Pierre Poilievre is jumping into the politics of pasta disinformation.

The Conservative leader's Twitter account on Thursday posted a meme showing two plates of spaghetti. One is nearly overflowing, coated with tomato sauce, cheese and basil, with the caption "Before Trudeau." The other plate is sparse — fewer noodles, no sauce — with the caption "Now."

In a short text above the image, Poilievre takes aim at inflation, suggesting "Trudeau's Canada" is "costing more" and "getting less." The meme is a clear jab at the federal government that aims to draw a link between Liberal policies, soaring inflation and food security.

Problem is, the meme is inaccurate. While food prices have soared by about 10 per cent this year, their eye-watering rise has largely been driven by forces outside any Canadian government's control.

"Canada is certainly not unique," said University of British Columbia agricultural economist James Vercammen. "It's a global phenomenon, and what's driving inflation here is driving inflation in other places. [Prime Minister Justin] Trudeau doesn't have anything in particular to do [with] it."
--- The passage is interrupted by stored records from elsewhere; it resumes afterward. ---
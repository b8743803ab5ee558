//! Generation pipeline
//!
//! [`Generator`] runs one tool call end to end: configuration check, request
//! building, the resilient transport, normalization, and, when live
//! generation cannot produce content, the fallback synthesizer. Every call
//! ends in exactly one [`GenerationResult`] and one [`UsageRecord`].

use std::sync::Arc;

use serde::{Deserialize, Serialize};
use tokio::sync::mpsc;
use tokio_util::sync::CancellationToken;
use tracing::{debug, error, info, warn, Instrument};

use crate::config::ProviderConfig;
use crate::core::{CompletionTransport, ResilientTransport};
use crate::error::{ErrorKind, GenerationError, Result};
use crate::fallback::FallbackRegistry;
use crate::normalize;
use crate::request::{GenerateParams, GenerationRequest, RequestDefaults};
use crate::resilience::{AttemptOutcome, GenerationAttempt, RetryPolicy};
use crate::schema::ToolContent;
use crate::services::provider::ProviderClient;
use crate::util::generate_request_id;

/// How a call ended
#[derive(Debug, Clone, Copy, PartialEq, Eq, Serialize, Deserialize)]
#[serde(rename_all = "snake_case")]
pub enum GenerationStatus {
    Success,
    Fallback,
    Error,
}

/// Where the content came from
#[derive(Debug, Clone, Copy, PartialEq, Eq, Serialize, Deserialize)]
#[serde(rename_all = "snake_case")]
pub enum ResultSource {
    Live,
    Fallback,
}

/// Outcome of one generation call
#[derive(Debug, Clone, PartialEq, Serialize)]
pub struct GenerationResult {
    pub status: GenerationStatus,
    pub source: ResultSource,
    /// `None` only when `status` is `Error`
    pub content: Option<ToolContent>,
    pub error_kind: Option<ErrorKind>,
    /// User-facing message for errors
    pub message: Option<String>,
    pub attempts: Vec<GenerationAttempt>,
    pub tokens_used: Option<u32>,
    pub duration_ms: u64,
    pub request_id: String,
}

impl GenerationResult {
    pub fn is_success(&self) -> bool {
        self.status == GenerationStatus::Success
    }

    pub fn is_fallback(&self) -> bool {
        self.status == GenerationStatus::Fallback
    }

    pub fn is_error(&self) -> bool {
        self.status == GenerationStatus::Error
    }
}

/// Usage event emitted once per call
#[derive(Debug, Clone, PartialEq, Serialize, Deserialize)]
pub struct UsageRecord {
    pub tool_id: String,
    pub status: GenerationStatus,
    pub duration_ms: u64,
    pub tokens_used: Option<u32>,
    pub error_kind: Option<ErrorKind>,
    /// The failure was hidden from the user behind fallback content
    pub absorbed: bool,
    pub request_id: String,
}

/// Fire-and-forget destination for usage records
#[cfg_attr(test, mockall::automock)]
pub trait UsageSink: Send + Sync {
    fn record(&self, record: UsageRecord);
}

/// Forwards usage records to an async consumer
#[derive(Debug, Clone)]
pub struct ChannelUsageSink {
    tx: mpsc::UnboundedSender<UsageRecord>,
}

impl ChannelUsageSink {
    /// Create a sink and the receiver its records arrive on
    pub fn new() -> (Self, mpsc::UnboundedReceiver<UsageRecord>) {
        let (tx, rx) = mpsc::unbounded_channel();
        (Self { tx }, rx)
    }
}

impl UsageSink for ChannelUsageSink {
    fn record(&self, record: UsageRecord) {
        if let Err(e) = self.tx.send(record) {
            debug!(request_id = %e.0.request_id, "usage consumer is gone, record dropped");
        }
    }
}

/// What the live part of the pipeline produced
struct LiveOutcome {
    result: Result<ToolContent>,
    attempts: Vec<GenerationAttempt>,
    tokens_used: Option<u32>,
}

impl LiveOutcome {
    fn failed(err: GenerationError) -> Self {
        Self {
            result: Err(err),
            attempts: Vec::new(),
            tokens_used: None,
        }
    }
}

/// Entry point for tool generation
#[derive(Clone)]
pub struct Generator {
    transport: ResilientTransport,
    defaults: RequestDefaults,
    base_policy: RetryPolicy,
    usage: Option<Arc<dyn UsageSink>>,
}

impl Generator {
    /// Generator over the HTTP provider configured by `GENERATION_*` variables
    pub fn from_env() -> Result<Self> {
        Self::from_config(ProviderConfig::from_env())
    }

    /// Generator over the HTTP provider with an explicit configuration
    pub fn from_config(config: ProviderConfig) -> Result<Self> {
        let defaults = RequestDefaults::from(&config);
        let policy = config.retry_policy();
        let client = ProviderClient::new_with_config(config)?;
        Ok(Self::new(Arc::new(client), defaults, policy))
    }

    /// Generator over any transport
    pub fn new(
        transport: Arc<dyn CompletionTransport>,
        defaults: RequestDefaults,
        base_policy: RetryPolicy,
    ) -> Self {
        Self {
            transport: ResilientTransport::new(transport),
            defaults,
            base_policy,
            usage: None,
        }
    }

    /// Report every call to `sink`
    pub fn with_usage_sink(mut self, sink: Arc<dyn UsageSink>) -> Self {
        self.usage = Some(sink);
        self
    }

    pub fn defaults(&self) -> &RequestDefaults {
        &self.defaults
    }

    /// Policy applied before a request's own retry budget overrides it
    pub fn base_policy(&self) -> &RetryPolicy {
        &self.base_policy
    }

    /// Run one tool call to completion
    pub async fn generate(&self, params: GenerateParams) -> GenerationResult {
        self.generate_with_cancel(params, &CancellationToken::new()).await
    }

    /// Run one tool call, giving up as soon as `cancel` fires
    pub async fn generate_with_cancel(
        &self,
        params: GenerateParams,
        cancel: &CancellationToken,
    ) -> GenerationResult {
        let request_id = generate_request_id();
        let span = tracing::debug_span!("generate", request_id = %request_id, tool = %params.tool_id);

        async move {
            let started = tokio::time::Instant::now();
            let tool_id = params.tool_id.clone();
            debug!("INIT");

            let live = self.run_live(params, cancel).await;
            let duration_ms = started.elapsed().as_millis() as u64;
            let result = self.finish(&tool_id, live, duration_ms, request_id);
            self.report_usage(&tool_id, &result);
            result
        }
        .instrument(span)
        .await
    }

    async fn run_live(&self, params: GenerateParams, cancel: &CancellationToken) -> LiveOutcome {
        if let Err(err) = self.transport.inner().ensure_configured() {
            return LiveOutcome::failed(err);
        }

        debug!("BUILDING");
        let request = match GenerationRequest::build(params, &self.defaults) {
            Ok(request) => request,
            Err(err) => return LiveOutcome::failed(err),
        };

        let policy = request.retry_policy(&self.base_policy);
        let payload = request.payload();
        let outcome = self.transport.execute(&payload, &policy, cancel).await;
        let mut attempts = outcome.attempts;

        let completion = match outcome.result {
            Ok(completion) => completion,
            Err(err) => {
                debug!(kind = %err.kind(), "FATAL");
                return LiveOutcome {
                    result: Err(err),
                    attempts,
                    tokens_used: None,
                };
            }
        };

        debug!("PARSING");
        let result = normalize::normalize(request.tool(), &completion.text);
        match &result {
            Ok(_) => debug!("PARSED"),
            Err(err) => {
                debug!(error = %err, "PARSE_FAILED");
                if let Some(last) = attempts.last_mut() {
                    last.outcome = AttemptOutcome::ParseError;
                }
            }
        }

        LiveOutcome {
            result,
            attempts,
            tokens_used: completion.tokens_used,
        }
    }

    fn finish(
        &self,
        tool_id: &str,
        live: LiveOutcome,
        duration_ms: u64,
        request_id: String,
    ) -> GenerationResult {
        let LiveOutcome {
            result,
            attempts,
            tokens_used,
        } = live;

        match result {
            Ok(content) => {
                info!(attempts = attempts.len(), duration_ms, "generation succeeded");
                GenerationResult {
                    status: GenerationStatus::Success,
                    source: ResultSource::Live,
                    content: Some(content),
                    error_kind: None,
                    message: None,
                    attempts,
                    tokens_used,
                    duration_ms,
                    request_id,
                }
            }
            Err(err) if err.kind().triggers_fallback() => {
                let kind = err.kind();
                warn!(kind = %kind, attempts = attempts.len(), "serving fallback content: {}", err);
                GenerationResult {
                    status: GenerationStatus::Fallback,
                    source: ResultSource::Fallback,
                    content: Some(FallbackRegistry::global().template_for(tool_id)),
                    error_kind: Some(kind),
                    message: None,
                    attempts,
                    tokens_used,
                    duration_ms,
                    request_id,
                }
            }
            Err(err) => {
                let kind = err.kind();
                error!(kind = %kind, attempts = attempts.len(), "generation failed: {}", err);
                GenerationResult {
                    status: GenerationStatus::Error,
                    source: ResultSource::Live,
                    content: None,
                    error_kind: Some(kind),
                    message: Some(kind.user_message().to_string()),
                    attempts,
                    tokens_used,
                    duration_ms,
                    request_id,
                }
            }
        }
    }

    fn report_usage(&self, tool_id: &str, result: &GenerationResult) {
        let Some(sink) = &self.usage else {
            return;
        };

        sink.record(UsageRecord {
            tool_id: tool_id.to_string(),
            status: result.status,
            duration_ms: result.duration_ms,
            tokens_used: result.tokens_used,
            error_kind: result.error_kind,
            absorbed: result.status == GenerationStatus::Fallback,
            request_id: result.request_id.clone(),
        });
    }
}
The higher cost of food has been partly driven by the war in Ukraine, which has impacted the price of fossil fuels and staple foods like oilseeds and wheat. Higher energy costs have reverberated throughout the supply chain, making it more expensive for companies to do everything from shipping their products to producing glass food containers.

Food is particularly sensitive to inflation, and governments have relatively few tools to deal with high costs, he explained. Offering programs that try to offset the higher cost of food with direct subsidies or other types of savings, like funding to reduce child-care costs for families, is one of the methods governments can help people afford food.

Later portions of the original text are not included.